──────── Records provided ────────

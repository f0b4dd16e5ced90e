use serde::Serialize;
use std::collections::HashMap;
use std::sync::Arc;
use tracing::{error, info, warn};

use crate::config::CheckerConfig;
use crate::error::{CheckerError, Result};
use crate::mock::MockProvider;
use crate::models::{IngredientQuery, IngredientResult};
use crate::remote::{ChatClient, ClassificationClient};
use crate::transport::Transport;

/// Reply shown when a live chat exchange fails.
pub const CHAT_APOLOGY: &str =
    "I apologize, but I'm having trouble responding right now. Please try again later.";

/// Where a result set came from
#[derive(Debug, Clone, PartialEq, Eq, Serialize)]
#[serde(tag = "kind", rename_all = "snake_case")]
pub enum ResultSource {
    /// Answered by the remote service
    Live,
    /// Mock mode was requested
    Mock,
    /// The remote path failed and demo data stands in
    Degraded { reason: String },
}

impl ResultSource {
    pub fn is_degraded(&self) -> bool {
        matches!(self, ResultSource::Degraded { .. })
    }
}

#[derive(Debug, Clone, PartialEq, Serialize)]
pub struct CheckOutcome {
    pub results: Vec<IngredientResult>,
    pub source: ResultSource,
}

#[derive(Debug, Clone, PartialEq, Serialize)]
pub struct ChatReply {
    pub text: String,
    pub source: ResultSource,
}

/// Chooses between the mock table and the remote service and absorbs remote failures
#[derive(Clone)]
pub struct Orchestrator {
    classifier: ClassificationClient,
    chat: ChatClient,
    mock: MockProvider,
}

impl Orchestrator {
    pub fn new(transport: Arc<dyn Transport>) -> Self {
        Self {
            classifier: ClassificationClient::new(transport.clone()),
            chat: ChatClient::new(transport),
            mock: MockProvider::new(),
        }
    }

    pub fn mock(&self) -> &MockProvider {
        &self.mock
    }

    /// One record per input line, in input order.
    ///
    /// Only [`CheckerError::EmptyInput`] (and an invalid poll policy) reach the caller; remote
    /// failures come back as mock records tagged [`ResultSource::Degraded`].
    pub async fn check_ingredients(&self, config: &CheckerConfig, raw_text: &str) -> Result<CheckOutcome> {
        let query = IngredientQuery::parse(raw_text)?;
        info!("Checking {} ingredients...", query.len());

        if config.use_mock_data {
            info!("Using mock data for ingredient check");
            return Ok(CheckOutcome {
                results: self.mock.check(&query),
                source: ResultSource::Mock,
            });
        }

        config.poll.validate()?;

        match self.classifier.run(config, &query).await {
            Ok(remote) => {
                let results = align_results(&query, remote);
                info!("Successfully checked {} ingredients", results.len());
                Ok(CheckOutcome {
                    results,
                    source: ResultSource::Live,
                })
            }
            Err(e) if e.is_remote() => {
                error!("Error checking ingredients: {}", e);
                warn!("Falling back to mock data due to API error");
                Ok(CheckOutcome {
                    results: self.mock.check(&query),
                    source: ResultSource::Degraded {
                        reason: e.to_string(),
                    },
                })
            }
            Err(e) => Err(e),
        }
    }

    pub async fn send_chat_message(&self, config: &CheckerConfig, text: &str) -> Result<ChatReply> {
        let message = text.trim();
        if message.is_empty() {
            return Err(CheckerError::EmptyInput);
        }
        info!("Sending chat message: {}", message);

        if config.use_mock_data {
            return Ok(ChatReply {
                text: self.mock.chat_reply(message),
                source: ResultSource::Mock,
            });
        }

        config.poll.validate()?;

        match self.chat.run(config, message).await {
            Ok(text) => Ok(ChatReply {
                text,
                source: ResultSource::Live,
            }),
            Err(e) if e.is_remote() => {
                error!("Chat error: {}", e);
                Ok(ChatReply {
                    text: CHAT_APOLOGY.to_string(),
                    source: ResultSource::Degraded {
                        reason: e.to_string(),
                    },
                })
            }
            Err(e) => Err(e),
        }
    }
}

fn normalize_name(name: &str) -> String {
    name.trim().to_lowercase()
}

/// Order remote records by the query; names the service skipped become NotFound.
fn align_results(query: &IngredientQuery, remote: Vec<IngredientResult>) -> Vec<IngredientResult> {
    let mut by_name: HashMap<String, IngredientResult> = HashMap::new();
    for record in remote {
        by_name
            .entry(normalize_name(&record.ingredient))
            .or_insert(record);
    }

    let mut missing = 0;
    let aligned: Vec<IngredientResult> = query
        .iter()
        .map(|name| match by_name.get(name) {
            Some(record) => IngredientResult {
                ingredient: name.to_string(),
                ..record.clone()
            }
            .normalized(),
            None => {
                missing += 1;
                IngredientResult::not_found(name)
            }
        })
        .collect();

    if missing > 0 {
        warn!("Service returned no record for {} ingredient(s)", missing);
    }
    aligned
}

────────
──────── Records provided ────────

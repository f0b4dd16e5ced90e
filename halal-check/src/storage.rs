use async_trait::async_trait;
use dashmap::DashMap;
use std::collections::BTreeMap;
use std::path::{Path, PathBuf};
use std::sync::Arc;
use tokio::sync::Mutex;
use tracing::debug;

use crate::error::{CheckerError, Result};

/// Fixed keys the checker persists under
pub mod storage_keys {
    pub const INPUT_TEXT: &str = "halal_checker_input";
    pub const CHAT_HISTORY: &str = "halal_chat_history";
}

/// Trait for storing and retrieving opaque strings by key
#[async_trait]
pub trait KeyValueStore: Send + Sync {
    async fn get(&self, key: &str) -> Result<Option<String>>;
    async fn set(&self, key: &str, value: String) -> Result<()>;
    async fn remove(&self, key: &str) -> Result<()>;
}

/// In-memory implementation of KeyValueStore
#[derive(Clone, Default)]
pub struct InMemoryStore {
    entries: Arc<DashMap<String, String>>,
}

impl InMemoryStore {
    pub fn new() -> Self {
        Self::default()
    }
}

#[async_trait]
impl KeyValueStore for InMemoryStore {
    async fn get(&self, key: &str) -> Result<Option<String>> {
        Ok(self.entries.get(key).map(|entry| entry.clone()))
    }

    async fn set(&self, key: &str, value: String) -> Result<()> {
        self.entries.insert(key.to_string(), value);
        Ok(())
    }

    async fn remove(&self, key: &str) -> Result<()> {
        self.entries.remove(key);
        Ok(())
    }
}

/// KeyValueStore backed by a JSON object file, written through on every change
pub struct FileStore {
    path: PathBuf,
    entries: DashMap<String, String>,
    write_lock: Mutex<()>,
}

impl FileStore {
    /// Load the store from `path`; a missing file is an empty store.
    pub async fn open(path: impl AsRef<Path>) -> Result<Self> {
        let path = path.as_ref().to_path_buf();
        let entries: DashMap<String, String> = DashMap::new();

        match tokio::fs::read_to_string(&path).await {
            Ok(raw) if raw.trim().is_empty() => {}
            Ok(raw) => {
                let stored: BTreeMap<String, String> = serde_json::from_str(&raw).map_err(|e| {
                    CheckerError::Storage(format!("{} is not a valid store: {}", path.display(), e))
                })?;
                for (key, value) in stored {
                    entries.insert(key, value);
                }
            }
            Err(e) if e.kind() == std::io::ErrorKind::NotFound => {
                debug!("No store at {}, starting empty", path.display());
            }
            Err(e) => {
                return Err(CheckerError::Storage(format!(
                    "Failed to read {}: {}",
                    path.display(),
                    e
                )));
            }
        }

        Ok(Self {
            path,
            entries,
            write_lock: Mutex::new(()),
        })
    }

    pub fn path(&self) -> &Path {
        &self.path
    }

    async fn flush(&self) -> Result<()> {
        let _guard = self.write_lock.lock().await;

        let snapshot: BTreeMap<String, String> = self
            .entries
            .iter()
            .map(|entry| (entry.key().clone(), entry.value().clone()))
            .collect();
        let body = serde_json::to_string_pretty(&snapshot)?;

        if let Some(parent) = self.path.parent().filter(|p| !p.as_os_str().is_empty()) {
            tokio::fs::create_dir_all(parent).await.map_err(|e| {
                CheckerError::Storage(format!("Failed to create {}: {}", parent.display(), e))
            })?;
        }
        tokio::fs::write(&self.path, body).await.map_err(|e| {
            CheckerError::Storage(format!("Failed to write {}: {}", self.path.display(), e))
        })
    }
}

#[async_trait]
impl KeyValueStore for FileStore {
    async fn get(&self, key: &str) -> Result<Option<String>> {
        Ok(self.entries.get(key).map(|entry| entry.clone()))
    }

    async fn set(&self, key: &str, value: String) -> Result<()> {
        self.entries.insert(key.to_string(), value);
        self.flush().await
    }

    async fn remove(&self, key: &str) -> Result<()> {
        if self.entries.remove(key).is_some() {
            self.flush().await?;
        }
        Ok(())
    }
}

────────

Which lines in the data above hold the string "tokio"? Return each of them.

* Solution
use tokio::sync::Mutex;
        match tokio::fs::read_to_string(&path).await {
            tokio::fs::create_dir_all(parent).await.map_err(|e| {
        tokio::fs::write(&self.path, body).await.map_err(|e| {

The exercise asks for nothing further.